Historias reflejadas: “Rompecabezas del destino”

Rompecabezas del destino

Somos ciudadanos de un universo sin fronteras, en el que las delgadas líneas que nos separan se desdibujan para hacernos parte de un engranaje perfecto.

Transitamos cada día historias inconclusas que se ramifican en los túneles del alma y se aquietan, esperando el momento justo para completarse.

La vida abre su juego y se divierte entrelazando el destino de aquellos que quedan atrapados entre las agujas del tiempo. Ese tiempo que se expande o se detiene, enredando a quienes pendientes de él se arrojan al vacío. El pasado se hace presente y nos cuestiona, lo que fue ya no tiene lugar porque el compás de la existencia obliga a caminar hacia el futuro, desprovisto de todo, página en blanco en la que escribiremos nuestras elecciones.

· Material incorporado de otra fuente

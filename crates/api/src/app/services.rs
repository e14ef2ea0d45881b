use std::{convert::Infallible, io, sync::Arc, time::Duration};

use axum::response::sse::{Event as SseEvent, KeepAlive, Sse};
use serde_json::json;
use tokio_stream::{Stream, StreamExt, wrappers::ReceiverStream};
use tracing::info;
use uuid::Uuid;

use haulnet_auth::Principal;
use haulnet_core::ActorId;
use haulnet_events::{EventEnvelope, InMemoryEventBus};
use haulnet_infra::{
    EngagementLog, InMemoryEngagementStore, InMemoryJobStore, JobRegistry, LocationTracker,
    realtime::{ConnectionRegistry, Notification, NotificationDispatcher, TransportHandle},
    workers::{NotificationWorker, WorkerHandle},
};
use haulnet_jobs::DomainEvent;

use crate::config::ApiConfig;

pub type Bus = Arc<InMemoryEventBus<EventEnvelope<DomainEvent>>>;
pub type Jobs = JobRegistry<Arc<InMemoryJobStore>, Bus>;
pub type Engagements = EngagementLog<Arc<InMemoryEngagementStore>, Arc<InMemoryJobStore>, Bus>;
pub type Locations = LocationTracker<Arc<InMemoryJobStore>, Bus>;

/// Everything the handlers need, shared behind one `Arc`.
pub struct AppServices {
    pub jobs: Jobs,
    pub engagements: Engagements,
    pub locations: Locations,
    pub connections: Arc<ConnectionRegistry>,
    sse_keepalive: Duration,
    // Held so the worker lives as long as the router.
    _notifier: WorkerHandle,
}

pub fn build_services(config: &ApiConfig) -> io::Result<AppServices> {
    let bus: Bus = Arc::new(InMemoryEventBus::new());
    let job_store = Arc::new(InMemoryJobStore::new());
    let connections = Arc::new(ConnectionRegistry::new());

    let notifier = NotificationWorker::spawn(
        "haulnet-notifier",
        &bus,
        NotificationDispatcher::new(connections.clone()),
    )?;

    Ok(AppServices {
        jobs: JobRegistry::with_config(job_store.clone(), bus.clone(), config.infra),
        engagements: EngagementLog::new(Arc::new(InMemoryEngagementStore::new()), job_store.clone(), bus.clone()),
        locations: LocationTracker::new(job_store, bus),
        connections,
        sse_keepalive: config.sse_keepalive,
        _notifier: notifier,
    })
}

/// Unregisters a push session when its stream is dropped, unless a newer
/// session for the same actor has replaced it.
struct SessionGuard {
    connections: Arc<ConnectionRegistry>,
    actor_id: ActorId,
    session_id: Uuid,
}

impl Drop for SessionGuard {
    fn drop(&mut self) {
        if self.connections.unregister_session(self.actor_id, self.session_id) {
            info!(actor_id = %self.actor_id, session_id = %self.session_id, "push session closed");
        }
    }
}

fn to_sse(notification: Notification) -> SseEvent {
    SseEvent::default()
        .event(notification.event.as_str())
        .data(notification.payload.to_string())
}

/// Register the caller for push and stream their notifications as SSE.
pub fn actor_sse_stream(
    services: Arc<AppServices>,
    principal: Principal,
) -> Sse<impl Stream<Item = Result<SseEvent, Infallible>>> {
    let (handle, rx) = TransportHandle::channel();
    let guard = SessionGuard {
        connections: services.connections.clone(),
        actor_id: principal.actor_id(),
        session_id: handle.session_id(),
    };

    if services
        .connections
        .register(principal.actor_id(), principal.role(), handle)
        .is_some()
    {
        info!(actor_id = %principal.actor_id(), "push session replaced");
    }
    info!(actor_id = %principal.actor_id(), role = %principal.role(), session_id = %guard.session_id, "push session opened");

    let ready = SseEvent::default().event("ready").data(
        json!({
            "actorId": principal.actor_id(),
            "role": principal.role(),
        })
        .to_string(),
    );

    let notifications = ReceiverStream::new(rx).map(move |n| {
        let _session = &guard;
        Ok::<_, Infallible>(to_sse(n))
    });
    let stream = tokio_stream::iter([Ok::<_, Infallible>(ready)]).chain(notifications);

    Sse::new(stream).keep_alive(KeepAlive::new().interval(services.sse_keepalive))
}

#[cfg(test)]
mod tests {
    use super::*;

    fn services() -> Arc<AppServices> {
        Arc::new(build_services(&ApiConfig::for_secret("test-secret")).unwrap())
    }

    #[tokio::test]
    async fn dropping_the_stream_unregisters_the_session() {
        let services = services();
        let driver = Principal::driver(ActorId::new());

        let stream = actor_sse_stream(services.clone(), driver);
        assert!(services.connections.lookup(driver.actor_id()).is_some());

        drop(stream);
        assert!(services.connections.lookup(driver.actor_id()).is_none());
    }

    #[tokio::test]
    async fn stale_stream_leaves_the_newer_session_registered() {
        let services = services();
        let driver = Principal::driver(ActorId::new());

        let first = actor_sse_stream(services.clone(), driver);
        let first_session = services.connections.lookup(driver.actor_id()).unwrap().session_id();
        let second = actor_sse_stream(services.clone(), driver);
        let second_session = services.connections.lookup(driver.actor_id()).unwrap().session_id();
        assert_ne!(first_session, second_session);

        drop(first);
        let current = services.connections.lookup(driver.actor_id()).unwrap();
        assert_eq!(current.session_id(), second_session);

        drop(second);
        assert!(services.connections.lookup(driver.actor_id()).is_none());
    }
}
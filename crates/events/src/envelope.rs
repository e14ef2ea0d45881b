use serde::{Deserialize, Serialize};
use uuid::Uuid;

/// Envelope for an event, carrying stream metadata.
///
/// - `aggregate_id` identifies the record the event belongs to (job or engagement).
/// - `sequence_number` is the aggregate version after the event was applied.
#[derive(Debug, Clone, PartialEq, Eq, Serialize, Deserialize)]
pub struct EventEnvelope<E> {
    event_id: Uuid,

    aggregate_id: Uuid,
    aggregate_type: String,

    sequence_number: u64,

    payload: E,
}

impl<E> EventEnvelope<E> {
    pub fn new(
        event_id: Uuid,
        aggregate_id: Uuid,
        aggregate_type: impl Into<String>,
        sequence_number: u64,
        payload: E,
    ) -> Self {
        Self {
            event_id,
            aggregate_id,
            aggregate_type: aggregate_type.into(),
            sequence_number,
            payload,
        }
    }

    pub fn event_id(&self) -> Uuid {
        self.event_id
    }

    pub fn aggregate_id(&self) -> Uuid {
        self.aggregate_id
    }

    pub fn aggregate_type(&self) -> &str {
        &self.aggregate_type
    }

    pub fn sequence_number(&self) -> u64 {
        self.sequence_number
    }

    pub fn payload(&self) -> &E {
        &self.payload
    }
}
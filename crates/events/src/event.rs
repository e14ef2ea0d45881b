use chrono::{DateTime, Utc};

/// A domain-agnostic event.
///
/// Events are immutable facts: every successful state-machine mutation produces
/// exactly one of them.
pub trait Event: Clone + core::fmt::Debug + Send + Sync + 'static {
    /// Stable event name (e.g. "jobAccepted").
    fn event_type(&self) -> &'static str;

    /// When the event occurred (business time).
    fn occurred_at(&self) -> DateTime<Utc>;
}
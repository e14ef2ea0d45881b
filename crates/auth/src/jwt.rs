//! HS256 bearer-token verification.

use std::collections::HashSet;

use chrono::{DateTime, Utc};
use jsonwebtoken::{Algorithm, DecodingKey, Validation};

use crate::claims::{JwtClaims, TokenValidationError, validate_claims};

/// Turns a raw bearer token into verified claims.
pub trait JwtValidator: Send + Sync {
    fn validate(&self, token: &str, now: DateTime<Utc>) -> Result<JwtClaims, TokenValidationError>;
}

/// Shared-secret (HS256) validator.
///
/// `jsonwebtoken` only checks the signature here; the time window lives in
/// `issued_at`/`expires_at` and is checked by [`validate_claims`] against the
/// caller-supplied clock.
pub struct Hs256JwtValidator {
    key: DecodingKey,
    validation: Validation,
}

impl Hs256JwtValidator {
    pub fn new(secret: impl AsRef<[u8]>) -> Self {
        let mut validation = Validation::new(Algorithm::HS256);
        validation.required_spec_claims = HashSet::new();
        validation.validate_exp = false;
        validation.validate_aud = false;

        Self {
            key: DecodingKey::from_secret(secret.as_ref()),
            validation,
        }
    }
}

impl JwtValidator for Hs256JwtValidator {
    fn validate(&self, token: &str, now: DateTime<Utc>) -> Result<JwtClaims, TokenValidationError> {
        let data = jsonwebtoken::decode::<JwtClaims>(token, &self.key, &self.validation)
            .map_err(|e| {
                tracing::debug!(error = %e, "bearer token rejected");
                TokenValidationError::Invalid(e.to_string())
            })?;

        validate_claims(&data.claims, now)?;
        Ok(data.claims)
    }
}
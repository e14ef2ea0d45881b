//! Engagement log: who contacted whom about which job.

pub mod store;

pub use store::{EngagementStore, EngagementStoreError, InMemoryEngagementStore};

use chrono::Utc;
use tracing::{info, warn};
use uuid::Uuid;

use haulnet_auth::{Operation, Principal, authorize};
use haulnet_core::{ActorId, DomainError, DomainResult, EngagementId, JobId};
use haulnet_events::{EventBus, EventEnvelope};
use haulnet_jobs::{ContactHandoff, DomainEvent, Engagement, HandoffSummary, latest_per_job};

use crate::job_store::JobStore;

pub const ENGAGEMENT_AGGREGATE_TYPE: &str = "freight.engagement";

#[derive(Debug)]
pub struct EngagementLog<E, J, B> {
    engagements: E,
    jobs: J,
    bus: B,
}

impl<E, J, B> EngagementLog<E, J, B>
where
    E: EngagementStore,
    J: JobStore,
    B: EventBus<EventEnvelope<DomainEvent>>,
{
    pub fn new(engagements: E, jobs: J, bus: B) -> Self {
        Self { engagements, jobs, bus }
    }

    /// Record a contact and build the handoff for the chat collaborator.
    pub fn initiate_contact(
        &self,
        initiator: &Principal,
        counterparty_id: ActorId,
        job_id: JobId,
    ) -> DomainResult<ContactHandoff> {
        authorize(initiator, Operation::InitiateContact)?;

        let job = self
            .jobs
            .load(job_id)?
            .ok_or_else(|| DomainError::not_found(format!("job {job_id}")))?;

        let engagement = Engagement::record(EngagementId::new(), initiator, counterparty_id, job_id, Utc::now())?;
        self.engagements.append(engagement.clone())?;

        info!(
            engagement_id = %engagement.id,
            job_id = %job_id,
            actor_id = %initiator.actor_id(),
            counterparty_id = %counterparty_id,
            "contact initiated"
        );

        let handoff = ContactHandoff {
            summary: HandoffSummary::for_job(&job, counterparty_id),
            engagement,
        };
        self.publish(counterparty_id, &handoff);
        Ok(handoff)
    }

    /// The newest engagement per job for this actor, newest first.
    pub fn list_engagements(&self, principal: &Principal) -> DomainResult<Vec<Engagement>> {
        authorize(principal, Operation::ListEngagements)?;
        let records = self.engagements.involving(principal.actor_id())?;
        Ok(latest_per_job(records))
    }

    fn publish(&self, recipient: ActorId, handoff: &ContactHandoff) {
        let envelope = EventEnvelope::new(
            Uuid::now_v7(),
            *handoff.engagement.id.as_uuid(),
            ENGAGEMENT_AGGREGATE_TYPE,
            1,
            DomainEvent::ContactInitiated {
                recipient,
                handoff: handoff.clone(),
            },
        );

        if let Err(err) = self.bus.publish(envelope) {
            warn!(engagement_id = %handoff.engagement.id, error = ?err, "event publication failed");
        }
    }
}
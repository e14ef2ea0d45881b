//! HTTP application wiring (Axum router + service wiring).
//!
//! - `services.rs`: registry, engagement log, connection registry and the
//!   notification worker
//! - `routes/`: HTTP routes + handlers (one file per area)
//! - `dto.rs`: request DTOs and parsing helpers
//! - `errors.rs`: consistent error responses

use std::sync::Arc;

use axum::{Extension, Router, routing::get};
use tower::ServiceBuilder;

use haulnet_auth::Hs256JwtValidator;

use crate::config::ApiConfig;
use crate::middleware;

pub mod dto;
pub mod errors;
pub mod routes;
pub mod services;

/// Build the full HTTP router (public entrypoint used by `main.rs` and tests).
pub fn build_app(config: &ApiConfig) -> std::io::Result<Router> {
    let jwt = Arc::new(Hs256JwtValidator::new(config.jwt_secret.as_bytes()));
    let auth_state = middleware::AuthState { jwt };

    let services = Arc::new(services::build_services(config)?);

    // Everything except /health requires a valid bearer token.
    let protected = routes::router()
        .layer(Extension(services))
        .layer(axum::middleware::from_fn_with_state(
            auth_state,
            middleware::auth_middleware,
        ));

    Ok(Router::new()
        .route("/health", get(routes::system::health))
        .merge(protected)
        .layer(ServiceBuilder::new()))
}
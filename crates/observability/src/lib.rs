//! Logging setup shared by every binary in the workspace.

pub mod logging;

pub use logging::{LogFormat, init, init_with};
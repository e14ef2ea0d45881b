use chrono::{DateTime, Utc};

use haulnet_auth::{Principal, Role};
use haulnet_core::ActorId;

/// Authenticated caller for a request.
///
/// Inserted by the auth middleware; every protected handler reads it.
#[derive(Debug, Copy, Clone, PartialEq, Eq)]
pub struct PrincipalContext {
    principal: Principal,
    expires_at: DateTime<Utc>,
}

impl PrincipalContext {
    pub fn new(principal: Principal, expires_at: DateTime<Utc>) -> Self {
        Self { principal, expires_at }
    }

    pub fn principal(&self) -> &Principal {
        &self.principal
    }

    pub fn actor_id(&self) -> ActorId {
        self.principal.actor_id()
    }

    pub fn role(&self) -> Role {
        self.principal.role()
    }

    pub fn expires_at(&self) -> DateTime<Utc> {
        self.expires_at
    }
}
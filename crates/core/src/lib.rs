//! `haulnet-core`: domain foundation building blocks.
//!
//! This crate contains **pure domain** primitives (no infrastructure concerns).

pub mod aggregate;
pub mod entity;
pub mod error;
pub mod id;
pub mod value_object;

pub use aggregate::{Aggregate, AggregateRoot, ExpectedVersion};
pub use entity::Entity;
pub use error::{DomainError, DomainResult, ErrorKind};
pub use id::{ActorId, EngagementId, JobId};
pub use value_object::ValueObject;
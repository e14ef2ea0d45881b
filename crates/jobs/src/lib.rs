//! Freight job domain module.
//!
//! Business rules for the job lifecycle, live location and contact records,
//! implemented as deterministic domain logic (no IO, no HTTP, no storage).

pub mod engagement;
pub mod events;
pub mod job;
pub mod listing;
pub mod location;

pub use engagement::{ContactHandoff, Engagement, HandoffSummary, latest_per_job};
pub use events::DomainEvent;
pub use job::{Address, CargoType, Job, JobCommand, JobDetails, JobEvent, JobStatus, Rating};
pub use listing::{JobFilter, JobQuery};
pub use location::{GeoPoint, JobLocation};
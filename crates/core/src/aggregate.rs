//! Aggregate root trait for state-machine domain models.

/// Aggregate root marker + minimal interface.
///
/// Kept small so domain modules decide how they model state transitions without
/// bringing in any infrastructure concerns.
pub trait AggregateRoot {
    /// Strongly-typed aggregate identifier.
    type Id: Clone + Eq + core::hash::Hash + core::fmt::Debug;

    /// Returns the aggregate identifier.
    fn id(&self) -> &Self::Id;

    /// Monotonically increasing version of the aggregate's state.
    ///
    /// Bumped once per applied event. Stores use it as the compare-and-swap token.
    fn version(&self) -> u64;
}

/// Optimistic concurrency expectation for an aggregate.
#[derive(Debug, Copy, Clone, PartialEq, Eq)]
pub enum ExpectedVersion {
    /// Skip version checking.
    Any,
    /// Require the aggregate to be at an exact version.
    Exact(u64),
}

impl ExpectedVersion {
    pub fn matches(self, actual: u64) -> bool {
        match self {
            ExpectedVersion::Any => true,
            ExpectedVersion::Exact(v) => v == actual,
        }
    }
}

/// Aggregate execution semantics (pure, deterministic).
///
/// - **Decision logic**: `handle(&self, cmd)` returns events.
/// - **State mutation**: `apply(&mut self, event)` evolves state.
///
/// Aggregates must not perform IO or side effects.
pub trait Aggregate: AggregateRoot {
    type Command: Clone + core::fmt::Debug;
    type Event: Clone + core::fmt::Debug;
    type Error: core::fmt::Debug;

    /// Evolve in-memory state from a single event (+1 version).
    fn apply(&mut self, event: &Self::Event);

    /// Decide which events to emit given the current state and a command.
    ///
    /// This must not mutate state. State evolution is done through `apply`.
    fn handle(&self, command: &Self::Command) -> Result<Vec<Self::Event>, Self::Error>;
}

#[cfg(test)]
mod tests {
    use super::*;

    #[test]
    fn exact_version_rejects_stale_writer() {
        assert!(ExpectedVersion::Exact(3).matches(3));
        assert!(!ExpectedVersion::Exact(3).matches(4));
        assert!(ExpectedVersion::Any.matches(42));
    }
}
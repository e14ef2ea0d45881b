use std::sync::Arc;

use axum::{extract::Extension, response::IntoResponse};

use crate::app::services::{self, AppServices};
use crate::context::PrincipalContext;

/// GET /stream
///
/// Push-only SSE channel. The caller is reachable for notifications for as
/// long as this response stays open.
pub async fn stream(
    Extension(services): Extension<Arc<AppServices>>,
    Extension(principal): Extension<PrincipalContext>,
) -> impl IntoResponse {
    services::actor_sse_stream(services, *principal.principal())
}
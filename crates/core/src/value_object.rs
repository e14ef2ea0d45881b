//! Value object trait: equality by value, not identity.
//!
//! Value objects have **no identity**. Two addresses with the same city, region
//! and street are the same address, whereas two jobs with identical details are
//! still two jobs.

/// Marker trait for value objects.
///
/// Value objects are immutable and compared by value. To "modify" one, build a
/// new one.
///
/// ```ignore
/// #[derive(Debug, Clone, PartialEq, Eq)]
/// struct Address { city: String, region: String, street: String }
///
/// impl ValueObject for Address {}
/// ```
pub trait ValueObject: Clone + PartialEq + core::fmt::Debug {}
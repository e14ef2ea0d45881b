//! Authorization policy for job operations.
//!
//! Pure predicates over `(role, actor, job parties)`. No IO, no state. Whether a
//! transition is legal *now* is a state-machine question and surfaces as a
//! conflict, not as an authorization failure. The one status-derived input is
//! `JobParties::open`, which only decides visibility.

use serde::{Deserialize, Serialize};
use thiserror::Error;

use haulnet_core::{ActorId, DomainError};

use crate::{Principal, Role};

/// Who is attached to a job, as far as authorization is concerned.
#[derive(Debug, Copy, Clone, PartialEq, Eq, Serialize, Deserialize)]
pub struct JobParties {
    pub shipper_id: ActorId,
    pub driver_id: Option<ActorId>,
    /// Job is `open` and can still be picked up by any driver.
    pub open: bool,
}

impl JobParties {
    pub fn is_shipper(&self, actor: ActorId) -> bool {
        self.shipper_id == actor
    }

    pub fn is_assigned_driver(&self, actor: ActorId) -> bool {
        self.driver_id == Some(actor)
    }
}

/// Every operation the core exposes.
#[derive(Debug, Copy, Clone, PartialEq, Eq)]
pub enum Operation<'a> {
    CreateJob,
    AcceptJob,
    RejectJob(&'a JobParties),
    StartJob(&'a JobParties),
    CompleteJob(&'a JobParties),
    CancelJob(&'a JobParties),
    RateJob(&'a JobParties),
    ViewJob(&'a JobParties),
    ReportLocation(&'a JobParties),
    ViewLocation(&'a JobParties),
    ListJobs,
    InitiateContact,
    ListEngagements,
}

impl Operation<'_> {
    pub fn name(&self) -> &'static str {
        match self {
            Operation::CreateJob => "create_job",
            Operation::AcceptJob => "accept_job",
            Operation::RejectJob(_) => "reject_job",
            Operation::StartJob(_) => "start_job",
            Operation::CompleteJob(_) => "complete_job",
            Operation::CancelJob(_) => "cancel_job",
            Operation::RateJob(_) => "rate_job",
            Operation::ViewJob(_) => "view_job",
            Operation::ReportLocation(_) => "report_location",
            Operation::ViewLocation(_) => "view_location",
            Operation::ListJobs => "list_jobs",
            Operation::InitiateContact => "initiate_contact",
            Operation::ListEngagements => "list_engagements",
        }
    }
}

#[derive(Debug, Error, Clone, PartialEq, Eq)]
pub enum AuthzError {
    #[error("{operation} requires the {required} role")]
    RoleRequired {
        operation: &'static str,
        required: Role,
    },

    #[error("{0} is restricted to the shipper who created the job")]
    NotOwner(&'static str),

    #[error("{0} is restricted to the driver assigned to the job")]
    NotAssignedDriver(&'static str),

    #[error("job is not visible to this actor")]
    NotVisible,
}

impl From<AuthzError> for DomainError {
    fn from(value: AuthzError) -> Self {
        DomainError::Authorization(value.to_string())
    }
}

pub fn can_create(role: Role) -> bool {
    role == Role::Shipper
}

pub fn can_accept(role: Role) -> bool {
    role == Role::Driver
}

/// Any driver may decline an unassigned job; once assigned, only that driver.
pub fn can_reject(role: Role, actor: ActorId, parties: &JobParties) -> bool {
    role == Role::Driver && parties.driver_id.is_none_or(|d| d == actor)
}

pub fn can_start(role: Role, actor: ActorId, parties: &JobParties) -> bool {
    role == Role::Driver && parties.is_assigned_driver(actor)
}

pub fn can_complete(role: Role, actor: ActorId, parties: &JobParties) -> bool {
    role == Role::Driver && parties.is_assigned_driver(actor)
}

pub fn can_cancel(role: Role, actor: ActorId, parties: &JobParties) -> bool {
    role == Role::Shipper && parties.is_shipper(actor)
}

pub fn can_rate(role: Role, actor: ActorId, parties: &JobParties) -> bool {
    role == Role::Shipper && parties.is_shipper(actor)
}

/// Owning shipper, assigned driver, or any driver while the job is open.
pub fn can_view(role: Role, actor: ActorId, parties: &JobParties) -> bool {
    match role {
        Role::Shipper => parties.is_shipper(actor),
        Role::Driver => parties.is_assigned_driver(actor) || parties.open,
    }
}

/// Only the two parties of an assigned job follow its position.
pub fn can_view_location(role: Role, actor: ActorId, parties: &JobParties) -> bool {
    match role {
        Role::Shipper => parties.is_shipper(actor),
        Role::Driver => parties.is_assigned_driver(actor),
    }
}

/// Authorize a principal for an operation.
///
/// - No IO
/// - No panics
/// - No business logic (pure policy check)
pub fn authorize(principal: &Principal, operation: Operation<'_>) -> Result<(), AuthzError> {
    let role = principal.role();
    let actor = principal.actor_id();
    let name = operation.name();

    let role_required = |required: Role| AuthzError::RoleRequired {
        operation: name,
        required,
    };

    match operation {
        Operation::CreateJob => can_create(role).then_some(()).ok_or(role_required(Role::Shipper)),
        Operation::AcceptJob => can_accept(role).then_some(()).ok_or(role_required(Role::Driver)),
        Operation::RejectJob(p) => {
            if role != Role::Driver {
                Err(role_required(Role::Driver))
            } else if !can_reject(role, actor, p) {
                Err(AuthzError::NotAssignedDriver(name))
            } else {
                Ok(())
            }
        }
        Operation::StartJob(p) | Operation::CompleteJob(p) | Operation::ReportLocation(p) => {
            if role != Role::Driver {
                Err(role_required(Role::Driver))
            } else if !can_start(role, actor, p) {
                Err(AuthzError::NotAssignedDriver(name))
            } else {
                Ok(())
            }
        }
        Operation::CancelJob(p) | Operation::RateJob(p) => {
            if can_cancel(role, actor, p) {
                Ok(())
            } else {
                Err(AuthzError::NotOwner(name))
            }
        }
        Operation::ViewJob(p) => can_view(role, actor, p).then_some(()).ok_or(AuthzError::NotVisible),
        Operation::ViewLocation(p) => can_view_location(role, actor, p)
            .then_some(())
            .ok_or(AuthzError::NotVisible),
        Operation::ListJobs | Operation::InitiateContact | Operation::ListEngagements => Ok(()),
    }
}
//! Tracing subscriber initialisation.
//!
//! Filtering comes from `RUST_LOG` (default `info`). Output is JSON unless
//! `HAULNET_LOG_FORMAT=pretty`.

use core::str::FromStr;

use tracing_subscriber::EnvFilter;

pub const LOG_FORMAT_ENV: &str = "HAULNET_LOG_FORMAT";

#[derive(Debug, Copy, Clone, PartialEq, Eq, Default)]
pub enum LogFormat {
    #[default]
    Json,
    Pretty,
}

impl FromStr for LogFormat {
    type Err = String;

    fn from_str(s: &str) -> Result<Self, Self::Err> {
        match s.trim().to_ascii_lowercase().as_str() {
            "json" => Ok(LogFormat::Json),
            "pretty" | "text" => Ok(LogFormat::Pretty),
            other => Err(format!("unknown log format `{other}`")),
        }
    }
}

/// Initialise from the environment.
///
/// Safe to call multiple times; later calls are no-ops.
pub fn init() {
    let format = std::env::var(LOG_FORMAT_ENV)
        .ok()
        .and_then(|v| v.parse().ok())
        .unwrap_or_default();
    init_with(format, "info");
}

pub fn init_with(format: LogFormat, default_directive: &str) {
    let filter = EnvFilter::try_from_default_env().unwrap_or_else(|_| EnvFilter::new(default_directive));

    let installed = match format {
        LogFormat::Json => tracing_subscriber::fmt()
            .with_env_filter(filter)
            .json()
            .with_timer(tracing_subscriber::fmt::time::SystemTime)
            .with_target(false)
            .try_init(),
        LogFormat::Pretty => tracing_subscriber::fmt()
            .with_env_filter(filter)
            .with_target(false)
            .try_init(),
    };

    if installed.is_ok() {
        tracing::debug!(?format, "logging initialised");
    }
}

Nada nos pertenece, cada cosa es un préstamo sutil, un suspiro robado a la vida que puede esfumarse en un instante.

Nos perdemos en ambiciones vanas. Muros de papel se desmoronan derribando nuestros sueños, disipando nuestras metas dibujadas y la felicidad se estrella en un espejo que es capaz de reflejar aquello que no queremos ver.

En los laberínticos senderos que se abren frente a nosotros, siempre podemos elegir.

No hay grilletes para la mente ni para el alma, podemos atravesar los espacios más oscuros, ser cautivos de las vivencias más extremas y sin embargo elevarnos para sentir la verdadera libertad.

El destino dispone las piezas del enorme rompecabezas del que formamos parte y nos invita a jugar.

En el gran entramado de la vida, cada minúscula pieza ocupa el lugar exacto en el momento preciso.

Andrea Viveca Sanz

Se reflejan en esta historia: “La ruta de los sueños”, de Ana Emilia Moglia; “El ciudadano”, de Florencia Ghio; “Cinco mil”, de Marcelo López; y “Laberinto del alma”, de Laura Miranda.